> [REQUIREMENT]
Of all the lines in the entries below, give again exactly those starting at the line containing "let props = record.properties();" and ending at the line containing "known bit depth.", both ends included, and no others.

=== Section Start ===

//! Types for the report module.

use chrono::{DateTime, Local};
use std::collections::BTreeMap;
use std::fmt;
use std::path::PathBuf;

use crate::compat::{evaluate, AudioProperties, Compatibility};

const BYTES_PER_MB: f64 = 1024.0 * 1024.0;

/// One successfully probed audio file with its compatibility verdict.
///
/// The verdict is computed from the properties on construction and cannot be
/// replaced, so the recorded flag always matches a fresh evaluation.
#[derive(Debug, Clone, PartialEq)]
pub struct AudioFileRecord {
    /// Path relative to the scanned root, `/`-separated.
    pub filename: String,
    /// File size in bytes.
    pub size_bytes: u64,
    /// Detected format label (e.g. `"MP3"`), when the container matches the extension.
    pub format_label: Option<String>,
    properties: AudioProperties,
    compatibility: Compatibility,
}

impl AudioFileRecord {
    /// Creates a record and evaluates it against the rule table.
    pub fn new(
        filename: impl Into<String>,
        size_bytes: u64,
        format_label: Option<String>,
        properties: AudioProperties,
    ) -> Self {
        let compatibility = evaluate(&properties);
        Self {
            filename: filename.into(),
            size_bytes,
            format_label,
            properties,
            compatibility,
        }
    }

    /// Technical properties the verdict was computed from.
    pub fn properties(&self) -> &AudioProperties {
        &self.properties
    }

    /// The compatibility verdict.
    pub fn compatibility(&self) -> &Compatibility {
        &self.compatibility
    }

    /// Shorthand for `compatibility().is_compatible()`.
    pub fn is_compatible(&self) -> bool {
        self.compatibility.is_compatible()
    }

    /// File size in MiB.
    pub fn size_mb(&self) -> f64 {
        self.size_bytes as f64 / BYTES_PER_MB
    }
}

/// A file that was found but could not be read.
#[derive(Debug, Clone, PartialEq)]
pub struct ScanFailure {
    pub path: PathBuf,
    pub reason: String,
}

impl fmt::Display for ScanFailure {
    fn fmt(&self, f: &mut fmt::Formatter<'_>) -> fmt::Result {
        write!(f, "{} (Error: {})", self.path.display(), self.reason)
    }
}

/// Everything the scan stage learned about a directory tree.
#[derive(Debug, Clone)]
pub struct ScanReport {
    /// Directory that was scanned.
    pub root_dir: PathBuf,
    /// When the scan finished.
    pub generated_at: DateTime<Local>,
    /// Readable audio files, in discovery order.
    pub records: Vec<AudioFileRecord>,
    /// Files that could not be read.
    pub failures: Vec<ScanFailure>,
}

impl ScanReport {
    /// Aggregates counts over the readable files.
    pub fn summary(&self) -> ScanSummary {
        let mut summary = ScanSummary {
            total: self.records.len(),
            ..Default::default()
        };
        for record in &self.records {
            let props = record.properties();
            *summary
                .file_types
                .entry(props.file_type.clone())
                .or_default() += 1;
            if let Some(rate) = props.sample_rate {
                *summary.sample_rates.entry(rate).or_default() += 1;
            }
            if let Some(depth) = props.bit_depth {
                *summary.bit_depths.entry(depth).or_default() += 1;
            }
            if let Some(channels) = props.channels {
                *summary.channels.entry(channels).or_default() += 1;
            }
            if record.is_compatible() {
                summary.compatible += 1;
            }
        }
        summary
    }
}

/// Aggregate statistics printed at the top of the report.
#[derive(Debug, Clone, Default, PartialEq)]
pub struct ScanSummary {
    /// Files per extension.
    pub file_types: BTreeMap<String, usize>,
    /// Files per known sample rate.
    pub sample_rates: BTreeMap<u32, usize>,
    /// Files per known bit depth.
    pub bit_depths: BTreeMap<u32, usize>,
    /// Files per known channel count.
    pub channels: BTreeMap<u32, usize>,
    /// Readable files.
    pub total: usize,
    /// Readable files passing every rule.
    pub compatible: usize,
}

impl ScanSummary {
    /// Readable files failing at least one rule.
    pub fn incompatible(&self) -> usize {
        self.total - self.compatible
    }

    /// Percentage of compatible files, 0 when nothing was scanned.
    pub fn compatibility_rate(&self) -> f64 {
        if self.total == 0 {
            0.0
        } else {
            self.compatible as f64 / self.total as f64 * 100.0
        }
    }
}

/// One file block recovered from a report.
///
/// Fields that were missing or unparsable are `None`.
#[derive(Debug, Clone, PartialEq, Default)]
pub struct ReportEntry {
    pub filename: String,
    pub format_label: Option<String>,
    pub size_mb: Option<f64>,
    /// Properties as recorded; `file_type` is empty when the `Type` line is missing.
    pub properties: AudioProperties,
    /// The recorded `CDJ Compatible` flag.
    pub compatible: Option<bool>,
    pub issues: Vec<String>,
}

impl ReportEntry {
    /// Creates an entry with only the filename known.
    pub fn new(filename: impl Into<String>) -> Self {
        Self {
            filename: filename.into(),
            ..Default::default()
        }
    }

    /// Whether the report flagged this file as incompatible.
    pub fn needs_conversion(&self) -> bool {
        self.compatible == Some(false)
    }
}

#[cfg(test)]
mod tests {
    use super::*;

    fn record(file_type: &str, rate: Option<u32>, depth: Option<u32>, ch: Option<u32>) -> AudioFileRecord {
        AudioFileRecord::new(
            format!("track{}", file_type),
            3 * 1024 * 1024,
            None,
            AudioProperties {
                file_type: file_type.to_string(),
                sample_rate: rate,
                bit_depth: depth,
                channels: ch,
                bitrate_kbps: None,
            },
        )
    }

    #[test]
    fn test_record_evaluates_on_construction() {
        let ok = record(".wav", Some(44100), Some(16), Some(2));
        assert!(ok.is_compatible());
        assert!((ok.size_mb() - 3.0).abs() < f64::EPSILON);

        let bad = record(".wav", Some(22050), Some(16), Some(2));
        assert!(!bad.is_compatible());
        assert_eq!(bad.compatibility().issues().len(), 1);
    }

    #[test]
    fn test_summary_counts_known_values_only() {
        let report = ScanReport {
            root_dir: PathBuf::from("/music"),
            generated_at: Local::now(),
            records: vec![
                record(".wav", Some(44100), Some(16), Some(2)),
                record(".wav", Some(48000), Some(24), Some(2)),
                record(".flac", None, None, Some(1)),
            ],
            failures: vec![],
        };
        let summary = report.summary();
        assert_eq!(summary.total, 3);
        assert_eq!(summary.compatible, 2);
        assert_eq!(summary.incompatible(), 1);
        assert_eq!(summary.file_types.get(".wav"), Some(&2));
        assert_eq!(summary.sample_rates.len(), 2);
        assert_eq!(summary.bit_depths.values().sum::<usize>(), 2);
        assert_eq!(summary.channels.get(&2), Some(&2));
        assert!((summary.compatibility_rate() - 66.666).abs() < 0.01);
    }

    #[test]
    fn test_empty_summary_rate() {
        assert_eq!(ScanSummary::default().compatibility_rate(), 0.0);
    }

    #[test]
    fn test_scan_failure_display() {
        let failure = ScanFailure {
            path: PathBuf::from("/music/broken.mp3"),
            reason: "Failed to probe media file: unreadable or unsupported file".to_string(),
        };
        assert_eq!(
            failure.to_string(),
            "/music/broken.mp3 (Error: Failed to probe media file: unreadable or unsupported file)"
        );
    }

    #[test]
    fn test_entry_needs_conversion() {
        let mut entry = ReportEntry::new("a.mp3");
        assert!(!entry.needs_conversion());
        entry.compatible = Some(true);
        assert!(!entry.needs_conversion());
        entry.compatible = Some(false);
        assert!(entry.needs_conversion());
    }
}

=== Section End ===

> [SOLUTION TO THE EXERCISE]
            let props = record.properties();
            *summary
                .file_types
                .entry(props.file_type.clone())
                .or_default() += 1;
            if let Some(rate) = props.sample_rate {
                *summary.sample_rates.entry(rate).or_default() += 1;
            }
            if let Some(depth) = props.bit_depth {
                *summary.bit_depths.entry(depth).or_default() += 1;
            }
            if let Some(channels) = props.channels {
                *summary.channels.entry(channels).or_default() += 1;
            }
            if record.is_compatible() {
                summary.compatible += 1;
            }
        }
        summary
    }
}

/// Aggregate statistics printed at the top of the report.
#[derive(Debug, Clone, Default, PartialEq)]
pub struct ScanSummary {
    /// Files per extension.
    pub file_types: BTreeMap<String, usize>,
    /// Files per known sample rate.
    pub sample_rates: BTreeMap<u32, usize>,
    /// Files per known bit depth.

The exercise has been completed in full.